Twenty-two years prior to the 1760 epidemic, another deadly smallpox outbreak had seized the area. The epidemic of 1738 was most likely brought to the colony by sea and marked the first use of inoculation in South Carolina. James Kilpatrick recorded that he inoculated between 800 and 1,000 people and only eight died. In 1760, another Scotsman, Alexander Garden, followed in Kilpatrick’s footsteps and inoculated over 2,000 people in a two-week period. Despite many who opposed the procedure as an interference with nature, Garden saved thousands of lives.

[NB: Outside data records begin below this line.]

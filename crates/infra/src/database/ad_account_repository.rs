//! Ad account repository implementation using SQLite
//!
//! Rows are keyed on the upstream account id (without `act_`). A batch is
//! applied inside one transaction; `created_at` survives re-syncs.

use std::collections::BTreeSet;
use std::sync::Arc;

use adsync_core::AdAccountRepository;
use adsync_domain::{AdAccount, Result as DomainResult};
use async_trait::async_trait;
use rusqlite::{params, OptionalExtension, Row, Transaction, TransactionBehavior};
use tokio::task;
use tracing::{debug, instrument};

use super::manager::{map_sql_error, DbManager};
use crate::errors::InfraError;

const UPSERT_ACCOUNT_SQL: &str = "INSERT INTO ad_accounts (
        id, user_id, name, currency, timezone, created_at, updated_at
    ) VALUES (?1, ?2, ?3, ?4, ?5, ?6, ?7)
    ON CONFLICT(id) DO UPDATE SET
        user_id = excluded.user_id,
        name = excluded.name,
        currency = excluded.currency,
        timezone = excluded.timezone,
        updated_at = excluded.updated_at";

const SELECT_ACCOUNT_COLUMNS: &str =
    "SELECT id, user_id, name, currency, timezone, created_at, updated_at FROM ad_accounts";

/// SQLite-backed implementation of `AdAccountRepository`
pub struct SqliteAdAccountRepository {
    db: Arc<DbManager>,
}

impl SqliteAdAccountRepository {
    /// Create a new repository instance
    pub fn new(db: Arc<DbManager>) -> Self {
        Self { db }
    }
}

#[async_trait]
impl AdAccountRepository for SqliteAdAccountRepository {
    #[instrument(skip(self, accounts), fields(batch = accounts.len()))]
    async fn upsert_accounts(&self, accounts: Vec<AdAccount>) -> DomainResult<usize> {
        if accounts.is_empty() {
            return Ok(0);
        }

        let db = Arc::clone(&self.db);

        task::spawn_blocking(move || -> DomainResult<usize> {
            let mut conn = db.get_connection()?;
            let tx = conn
                .transaction_with_behavior(TransactionBehavior::Immediate)
                .map_err(map_sql_error)?;
            let written = upsert_batch(&tx, &accounts).map_err(map_sql_error)?;
            tx.commit().map_err(map_sql_error)?;

            debug!(written, "ad accounts upserted");
            Ok(written)
        })
        .await
        .map_err(|err| InfraError::from(err).0)?
    }

    async fn get_by_id(&self, id: &str) -> DomainResult<Option<AdAccount>> {
        let db = Arc::clone(&self.db);
        let id = id.to_string();

        task::spawn_blocking(move || -> DomainResult<Option<AdAccount>> {
            let conn = db.get_connection()?;
            conn.query_row(
                &format!("{SELECT_ACCOUNT_COLUMNS} WHERE id = ?1"),
                params![&id],
                map_account_row,
            )
            .optional()
            .map_err(map_sql_error)
        })
        .await
        .map_err(|err| InfraError::from(err).0)?
    }

    async fn list_for_user(&self, user_id: &str) -> DomainResult<Vec<AdAccount>> {
        let db = Arc::clone(&self.db);
        let user_id = user_id.to_string();

        task::spawn_blocking(move || -> DomainResult<Vec<AdAccount>> {
            let conn = db.get_connection()?;
            let mut stmt = conn
                .prepare(&format!("{SELECT_ACCOUNT_COLUMNS} WHERE user_id = ?1 ORDER BY name, id"))
                .map_err(map_sql_error)?;

            let accounts = stmt
                .query_map(params![&user_id], map_account_row)
                .map_err(map_sql_error)?
                .collect::<rusqlite::Result<Vec<_>>>()
                .map_err(map_sql_error)?;
            Ok(accounts)
        })
        .await
        .map_err(|err| InfraError::from(err).0)?
    }
}

// =============================================================================
// Helper Functions
// =============================================================================

/// Returns the number of distinct ids written; a repeated id keeps its last record.
fn upsert_batch(tx: &Transaction<'_>, accounts: &[AdAccount]) -> rusqlite::Result<usize> {
    let mut stmt = tx.prepare_cached(UPSERT_ACCOUNT_SQL)?;
    let mut written = BTreeSet::new();
    for account in accounts {
        stmt.execute(params![
            &account.id,
            &account.user_id,
            &account.name,
            &account.currency,
            &account.timezone,
            account.created_at,
            account.updated_at,
        ])?;
        written.insert(account.id.as_str());
    }
    Ok(written.len())
}

/// Map a row to an AdAccount
fn map_account_row(row: &Row<'_>) -> rusqlite::Result<AdAccount> {
    Ok(AdAccount {
        id: row.get(0)?,
        user_id: row.get(1)?,
        name: row.get(2)?,
        currency: row.get(3)?,
        timezone: row.get(4)?,
        created_at: row.get(5)?,
        updated_at: row.get(6)?,
    })
}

A native of Bairse, Scotland, and former surgeon’s first mate in the Royal Navy, Garden studied medicine and botany at the University of Edinburgh but did not have the funds to complete his studies. By 1752 he was in Charleston assisting Doctor William Rose. An avid botanist and zoologist, Garden began to collect species and corresponded with Carolus Linnaeus, the naturalist who developed a new classification system for plants and animals in the eighteenth century. Garden shipped plant and animal specimens to Linnaeus, including dried fish skins and reptiles preserved in wine. A major contributor to the natural history of North America, Garden is known for the plant Gardenia jasminoides, which was named for him. At the end of the Revolution, Garden, who was a Loyalist, was banished from the country. He ended his life in London and is rarely credited for the lives he saved in Charleston in 1760.